— Your assignment —
Set the records down once more so that they match the source word for word.
──────── Data under study ────────
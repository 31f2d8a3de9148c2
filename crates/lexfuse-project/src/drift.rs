//! Name and title drift: surface variants that keep rough meaning while
//! diverging lexically, per the original pack's substitution tables.
//!
//! Variant generation is pure; narrative contexts select one variant
//! (possibly the canonical form) through the same seeded-choice function the
//! encoders use.

use lexfuse_core::substream;

/// Legal-suffix substitutions for company names.
const NAME_SUFFIX_RULES: [(&str, &str); 5] = [
    (" Inc", " Company"),
    (" Group", " Consortium"),
    (" LLC", " Holdings"),
    (" Solutions", " Systems"),
    (" Motors", " Automotive Works"),
];

/// Phrase substitutions for matter titles. The first alternative is used for
/// the first drift variant, the second for the second.
const TITLE_PHRASE_RULES: [(&str, [&str; 2]); 4] = [
    (
        "Regulatory Inquiry",
        ["government agency probe", "oversight investigation"],
    ),
    (
        "Master Services Agreement",
        ["framework commercial arrangement", "long-term supply accord"],
    ),
    (
        "Employment Dispute",
        ["workforce conflict", "labor controversy"],
    ),
    (
        "Contract Breach",
        ["agreement breakdown", "failure to honor obligations"],
    ),
];

/// Work-description substitutions used by noisy billing narratives.
pub const DESCRIPTION_RULES: [(&str, &str); 4] = [
    ("Reviewed contract", "analyzed the underlying agreement documents"),
    ("Drafted motion", "prepared substantive court application"),
    ("Prepared discovery", "organized evidentiary materials"),
    ("Client call", "strategic consultation with client team"),
];

/// The canonical name followed by up to `max_variants` drifted forms.
pub fn name_variants(name: &str, max_variants: u8) -> Vec<String> {
    let mut variants = vec![name.to_string()];
    if max_variants >= 1 {
        let drifted = NAME_SUFFIX_RULES
            .iter()
            .find(|(needle, _)| name.contains(needle))
            .map(|(needle, replacement)| name.replace(needle, replacement))
            .unwrap_or_else(|| format!("{name} International"));
        variants.push(drifted);
    }
    if max_variants >= 2 {
        variants.push(name.to_uppercase());
    }
    variants
}

/// The canonical title followed by up to `max_variants` drifted forms.
pub fn title_variants(title: &str, max_variants: u8) -> Vec<String> {
    let mut variants = vec![title.to_string()];
    let rule = TITLE_PHRASE_RULES
        .iter()
        .find(|(needle, _)| title.contains(needle));
    for i in 0..usize::from(max_variants.min(2)) {
        let drifted = match rule {
            Some((needle, alternatives)) => title.replace(needle, alternatives[i]),
            // Titles with no matching phrase drift by case only.
            None => {
                if i == 0 {
                    title.to_uppercase()
                } else {
                    title.to_lowercase()
                }
            }
        };
        variants.push(drifted);
    }
    variants
}

/// Seeded pick among variants for a narrative context. Index 0 (the
/// canonical form) is a legitimate outcome.
pub fn narrative_pick<'a>(
    seed: u64,
    canonical_id: &str,
    context: &str,
    variants: &'a [String],
) -> &'a str {
    let idx = (substream(seed, &["drift", context, canonical_id]) % variants.len() as u64) as usize;
    &variants[idx]
}

/// Drifted work description for noisy narratives, canonical when no rule
/// matches.
pub fn drift_description(description: &str) -> &str {
    DESCRIPTION_RULES
        .iter()
        .find(|(needle, _)| description.eq_ignore_ascii_case(needle))
        .map(|(_, replacement)| *replacement)
        .unwrap_or(description)
}
//! Fixed value vocabularies for the canonical graph.
//!
//! These are closed pools; the builder never reads anything from outside the
//! process, so two runs with the same seed draw identical values.

pub const INDUSTRIES: [&str; 15] = [
    "Automotive",
    "Healthcare",
    "Finance",
    "Retail",
    "Technology",
    "Manufacturing",
    "Energy",
    "Real Estate",
    "Telecommunications",
    "Aerospace",
    "Pharmaceuticals",
    "Banking",
    "Insurance",
    "Construction",
    "Transportation",
];

pub const PRACTICE_AREAS: [&str; 10] = [
    "IP",
    "Employment",
    "Contracts",
    "Regulatory",
    "M&A",
    "Litigation",
    "Corporate",
    "Tax",
    "Immigration",
    "Environmental",
];

pub const ATTORNEYS: [&str; 10] = [
    "Daniel Park",
    "Mark Thompson",
    "Hannah Lee",
    "Ayesha Khan",
    "Lina Gomez",
    "James Wilson",
    "Sarah Chen",
    "Michael Brown",
    "Emily Davis",
    "Robert Taylor",
];

pub const COMPANY_TEMPLATES: [&str; 6] = [
    "{industry} Solutions Inc",
    "{industry} Group LLC",
    "{industry} Holdings Corp",
    "{industry} Partners",
    "{industry} International",
    "{industry} Systems",
];

pub const MATTER_TITLE_TEMPLATES: [&str; 4] = [
    "{client} - Master Services Agreement Negotiation",
    "{client} - Regulatory Inquiry",
    "{client} v. ACME Corp - Employment Dispute",
    "{client} - Contract Breach",
];

pub const WORK_DESCRIPTIONS: [&str; 8] = [
    "Reviewed contract",
    "Drafted motion",
    "Prepared discovery",
    "Client call",
    "Document review",
    "Research",
    "Court appearance",
    "Negotiation",
];

pub const DOC_TYPES: [&str; 5] = ["Contract", "Agreement", "Motion", "Brief", "Correspondence"];

pub const FILE_TYPES: [&str; 3] = ["pdf", "docx", "txt"];

pub const BILLING_RATES: [u64; 3] = [250, 300, 375];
────────
— Response below —
repository 31f2d8a3de9148c2
filename crates/lexfuse-project/src/drift.rs
//! Name and title drift: surface variants that keep rough meaning while
//! diverging lexically, per the original pack's substitution tables.
//!
//! Variant generation is pure; narrative contexts select one variant
//! (possibly the canonical form) through the same seeded-choice function the
//! encoders use.

use lexfuse_core::substream;

/// Legal-suffix substitutions for company names.
const NAME_SUFFIX_RULES: [(&str, &str); 5] = [
    (" Inc", " Company"),
    (" Group", " Consortium"),
    (" LLC", " Holdings"),
    (" Solutions", " Systems"),
    (" Motors", " Automotive Works"),
];

/// Phrase substitutions for matter titles. The first alternative is used for
/// the first drift variant, the second for the second.
const TITLE_PHRASE_RULES: [(&str, [&str; 2]); 4] = [
    (
        "Regulatory Inquiry",
        ["government agency probe", "oversight investigation"],
    ),
    (
        "Master Services Agreement",
        ["framework commercial arrangement", "long-term supply accord"],
    ),
    (
        "Employment Dispute",
        ["workforce conflict", "labor controversy"],
    ),
    (
        "Contract Breach",
        ["agreement breakdown", "failure to honor obligations"],
    ),
];

/// Work-description substitutions used by noisy billing narratives.
pub const DESCRIPTION_RULES: [(&str, &str); 4] = [
    ("Reviewed contract", "analyzed the underlying agreement documents"),
    ("Drafted motion", "prepared substantive court application"),
    ("Prepared discovery", "organized evidentiary materials"),
    ("Client call", "strategic consultation with client team"),
];

/// The canonical name followed by up to `max_variants` drifted forms.
pub fn name_variants(name: &str, max_variants: u8) -> Vec<String> {
    let mut variants = vec![name.to_string()];
    if max_variants >= 1 {
        let drifted = NAME_SUFFIX_RULES
            .iter()
            .find(|(needle, _)| name.contains(needle))
            .map(|(needle, replacement)| name.replace(needle, replacement))
            .unwrap_or_else(|| format!("{name} International"));
        variants.push(drifted);
    }
    if max_variants >= 2 {
        variants.push(name.to_uppercase());
    }
    variants
}

/// The canonical title followed by up to `max_variants` drifted forms.
pub fn title_variants(title: &str, max_variants: u8) -> Vec<String> {
    let mut variants = vec![title.to_string()];
    let rule = TITLE_PHRASE_RULES
        .iter()
        .find(|(needle, _)| title.contains(needle));
    for i in 0..usize::from(max_variants.min(2)) {
        let drifted = match rule {
            Some((needle, alternatives)) => title.replace(needle, alternatives[i]),
            // Titles with no matching phrase drift by case only.
            None => {
                if i == 0 {
                    title.to_uppercase()
                } else {
                    title.to_lowercase()
                }
            }
        };
        variants.push(drifted);
    }
    variants
}

/// Seeded pick among variants for a narrative context. Index 0 (the
/// canonical form) is a legitimate outcome.
pub fn narrative_pick<'a>(
    seed: u64,
    canonical_id: &str,
    context: &str,
    variants: &'a [String],
) -> &'a str {
    let idx = (substream(seed, &["drift", context, canonical_id]) % variants.len() as u64) as usize;
    &variants[idx]
}

/// Drifted work description for noisy narratives, canonical when no rule
/// matches.
pub fn drift_description(description: &str) -> &str {
    DESCRIPTION_RULES
        .iter()
        .find(|(needle, _)| description.eq_ignore_ascii_case(needle))
        .map(|(_, replacement)| *replacement)
        .unwrap_or(description)
}
//! Fixed value vocabularies for the canonical graph.
//!
//! These are closed pools; the builder never reads anything from outside the
//! process, so two runs with the same seed draw identical values.

pub const INDUSTRIES: [&str; 15] = [
    "Automotive",
    "Healthcare",
    "Finance",
    "Retail",
    "Technology",
    "Manufacturing",
    "Energy",
    "Real Estate",
    "Telecommunications",
    "Aerospace",
    "Pharmaceuticals",
    "Banking",
    "Insurance",
    "Construction",
    "Transportation",
];

pub const PRACTICE_AREAS: [&str; 10] = [
    "IP",
    "Employment",
    "Contracts",
    "Regulatory",
    "M&A",
    "Litigation",
    "Corporate",
    "Tax",
    "Immigration",
    "Environmental",
];

pub const ATTORNEYS: [&str; 10] = [
    "Daniel Park",
    "Mark Thompson",
    "Hannah Lee",
    "Ayesha Khan",
    "Lina Gomez",
    "James Wilson",
    "Sarah Chen",
    "Michael Brown",
    "Emily Davis",
    "Robert Taylor",
];

pub const COMPANY_TEMPLATES: [&str; 6] = [
    "{industry} Solutions Inc",
    "{industry} Group LLC",
    "{industry} Holdings Corp",
    "{industry} Partners",
    "{industry} International",
    "{industry} Systems",
];

pub const MATTER_TITLE_TEMPLATES: [&str; 4] = [
    "{client} - Master Services Agreement Negotiation",
    "{client} - Regulatory Inquiry",
    "{client} v. ACME Corp - Employment Dispute",
    "{client} - Contract Breach",
];

pub const WORK_DESCRIPTIONS: [&str; 8] = [
    "Reviewed contract",
    "Drafted motion",
    "Prepared discovery",
    "Client call",
    "Document review",
    "Research",
    "Court appearance",
    "Negotiation",
];

pub const DOC_TYPES: [&str; 5] = ["Contract", "Agreement", "Motion", "Brief", "Correspondence"];

pub const FILE_TYPES: [&str; 3] = ["pdf", "docx", "txt"];

pub const BILLING_RATES: [u64; 3] = [250, 300, 375];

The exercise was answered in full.